MAA GGHubs Placed in the Same Data Center

In this scenario, the primary and standby database are located such that latency between GGHub clusters is less than or equal to 4 milliseconds, so the primary (active) GGHub and the standby GGHub are typically located in the same data center, in separate availability domains (ADs), as shown in the image below.

As shown below, you have the following architectural components:

  1. Primary database and associated standby database are configured with Oracle Active Data Guard Fast Start Failover (FSFO). FSFO can be configured with Data Guard protection mode with ASYNC or SYNC redo transport depending on your maximum data loss tolerance.
  2. Primary GGHub on Active/Passive Cluster: Only one GGHub software deployment and configuration on the 2-node cluster. This cluster contains the Oracle GoldenGate software deployment at release 23ai or higher, that can support Oracle Database 11.2.0.4 and later database versions.
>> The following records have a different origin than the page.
//! The request body for creating or updating a spending.

use serde::Deserialize;
use time::Date;

use crate::{
    Error,
    database_id::DatabaseId,
    spending::{
        BUILT_IN_CATEGORY_ID, SpendingCategory, SpendingCategoryReference, SpendingDetails,
        core::iso_date,
    },
    validation::{FieldErrors, first_failure},
};

const MAX_PLACE_LENGTH: usize = 20;
const MAX_MEMO_LENGTH: usize = 100;
/// The largest amount a single spending may record.
pub const MAX_SPENDING_AMOUNT: i64 = i32::MAX as i64;

/// A spending as sent by the client.
///
/// `categoryId` is `-1` for a built-in category, in which case `icon` names
/// it. Any other id refers to a custom category and `icon` is ignored.
#[derive(Debug, Clone, Deserialize)]
#[serde(rename_all = "camelCase")]
pub struct SpendingRequest {
    pub amount: i64,
    pub category_id: DatabaseId,
    #[serde(default)]
    pub icon: Option<SpendingCategory>,
    #[serde(with = "iso_date")]
    pub date: Date,
    #[serde(default)]
    pub place: String,
    #[serde(default)]
    pub memo: String,
}

/// A validated spending request.
#[derive(Debug, Clone, PartialEq, Eq)]
pub struct NewSpending {
    pub details: SpendingDetails,
    pub category: SpendingCategoryReference,
}

impl SpendingRequest {
    /// Check every field and translate the category id into a [SpendingCategoryReference].
    ///
    /// # Errors
    /// Returns [Error::InvalidFields] listing every invalid field.
    pub fn validate(self) -> Result<NewSpending, Error> {
        let mut field_errors = FieldErrors::new();

        if let Some(message) = first_failure(&[
            (self.amount <= 0, "지출 금액은 0보다 커야 합니다."),
            (
                self.amount > MAX_SPENDING_AMOUNT,
                "지출 금액은 2147483647원 이하로 입력해주세요",
            ),
        ]) {
            field_errors.add("amount", message);
        }

        if self.place.chars().count() > MAX_PLACE_LENGTH {
            field_errors.add("place", "소비처는 20자 이하로 입력해주세요");
        }

        if self.memo.chars().count() > MAX_MEMO_LENGTH {
            field_errors.add("memo", "메모는 100자 이하로 입력해주세요");
        }

        let category = match (self.category_id, self.icon) {
            (BUILT_IN_CATEGORY_ID, Some(icon)) => Some(SpendingCategoryReference::BuiltIn(icon)),
            (BUILT_IN_CATEGORY_ID, None) => {
                field_errors.add("icon", "icon 값은 필수입니다.");
                None
            }
            (id, _) if id > 0 => Some(SpendingCategoryReference::Custom(id)),
            _ => {
                field_errors.add("categoryId", "categoryId는 -1 또는 양수여야 합니다.");
                None
            }
        };

        match category {
            Some(category) => field_errors.into_result(NewSpending {
                details: SpendingDetails {
                    amount: self.amount,
                    date: self.date,
                    place: self.place,
                    memo: self.memo,
                },
                category,
            }),
            None => Err(Error::InvalidFields(field_errors)),
        }
    }
}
    This GGHub can support many primary databases and encapsulates the GoldenGate processes: GoldenGate Extract mines transactions from the source database and GoldenGate Replicat applies the same changes to target database. GoldenGate trail and checkpoint files also reside in the GGHub ACFS file system. The HA failover solution is built in to the GGHub, which includes automatic failover to the passive node in the same cluster, and restarts GoldenGate processes and activity after a node failure.

  3. Standby GGHub on Active/Passive Cluster: A symmetric standby GGHub is configured. ACFS replication is set up between the primary and standby GGHubs to preserve all GoldenGate files. Manual GGHub failover, which includes ACFS failover, can be executed in the rare case that you lose the entire primary GGHub.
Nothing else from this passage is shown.